Twenty-eight years later and now going by the name Universal Laser Systems, the company recently was awarded a patent for its MultiWave Hybrid™ technology that combines beams from multiple lasers into a single, hybrid laser beam. This offers improved laser material processing flexibility and adaptability by providing users compatibility with the widest range of materials while offering opportunities to combine different laser power levels and wavelengths. The new technology can be used in manufacturing, material science and product development.


“This technology has the potential to produce new and novel methods of processing materials with laser energy by combining multiply wavelengths of laser energy into a single beam, which can produce reactions from materials not seen or possible when only one wavelength is used,” said Chris Risser, the Scottsdale-based company’s director of product development.

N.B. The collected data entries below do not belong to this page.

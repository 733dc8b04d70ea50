use crate::error::ScheduleError;
use serde::{Deserialize, Serialize};
use std::collections::HashSet;

pub type Ticks = u64;

/// A synthetic process as supplied by the caller.
///
/// Immutable once a run starts: policies borrow the caller's list and build
/// their own [`ProcessState`](super::ProcessState) copies.
#[derive(Debug, Clone, PartialEq, Eq, Hash, Serialize, Deserialize)]
pub struct Process {
    /// Unique process ID within a run
    pub id: String,

    /// Earliest tick at which the process may be dispatched
    #[serde(alias = "arrivalTime")]
    pub arrival_time: Ticks,

    /// Total CPU time required
    #[serde(alias = "burstTime")]
    pub burst_time: Ticks,
}

impl Process {
    pub fn new(id: impl Into<String>, arrival_time: Ticks, burst_time: Ticks) -> Self {
        Self {
            id: id.into(),
            arrival_time,
            burst_time,
        }
    }

    /// Check the invariants of a single process
    pub fn validate(&self) -> Result<(), ScheduleError> {
        if self.id.trim().is_empty() {
            return Err(ScheduleError::invalid_process(
                &self.id,
                "process id must not be empty",
            ));
        }
        if self.burst_time == 0 {
            return Err(ScheduleError::invalid_process(
                &self.id,
                "burst time must be positive",
            ));
        }
        Ok(())
    }
}

/// Validate a whole batch: every process individually, id uniqueness, and a
/// time span (latest arrival plus total burst) that fits in [`Ticks`].
pub fn validate_processes(processes: &[Process]) -> Result<(), ScheduleError> {
    let mut seen = HashSet::with_capacity(processes.len());
    let mut total_burst: Ticks = 0;
    let mut max_arrival: Ticks = 0;
    for process in processes {
        process.validate()?;
        if !seen.insert(process.id.as_str()) {
            return Err(ScheduleError::invalid_process(
                &process.id,
                "duplicate process id",
            ));
        }
        max_arrival = max_arrival.max(process.arrival_time);
        let burst = total_burst
            .checked_add(process.burst_time)
            .filter(|total| total.checked_add(max_arrival).is_some());
        total_burst = burst.ok_or_else(|| {
            ScheduleError::invalid_process(&process.id, "batch time span overflows the clock")
        })?;
    }
    Ok(())
}

/// Indices of `processes` ordered by arrival time; ties keep input order.
pub fn arrival_order(processes: &[Process]) -> Vec<usize> {
    let mut order: Vec<usize> = (0..processes.len()).collect();
    // sort_by_key is stable
    order.sort_by_key(|&idx| processes[idx].arrival_time);
    order
}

While it took Universal Laser Systems 28 years to roll out this prime example of its vision, along the way the company became recognized as a world leader in laser materials processing while opening subsidiaries in Vienna, Austria, and Yokohama, Japan. The company has a stake in an industry with an expected compound annual growth rate of 6.13 percent between 2016 and 2022. The market research firm MarketsandMarkets estimates the laser processing sector will reach a value of $9.75 billion by 2022.


Helping Universal Laser Systems grab a share will be the MultiWave Hybrid, which allows users to control lasers individually and combine them in any proportion to create a number of desired effects on various materials. This make it ideal for processing many materials, such as industrial films, engineering plastics, laminating adhesives and composites. It also keeps costs in check by eliminating the need to purchase new laser systems for each unique application.


The company already has become the leading provider of CO2 laser technology solutions, with one of its solutions installed in every country in the world for customers ranging from small, family-run operations to highly automated Forbes Global 2000 companies. Its design philosophy focuses on developing innovative technologies and modular components to deliver the best customized laser material processing systems for the broadest range of materials.


The company delivers more than 1 million different laser system configurations using patented technologies — more than 30 are detailed through its website — and advanced products. From the development of laser sources and advanced software and beam delivery systems to an extensive investment in the research of laser materials processing science and applications, Universal Laser Systems provides innovative, cost effective, flexible and scalable laser material processing solutions.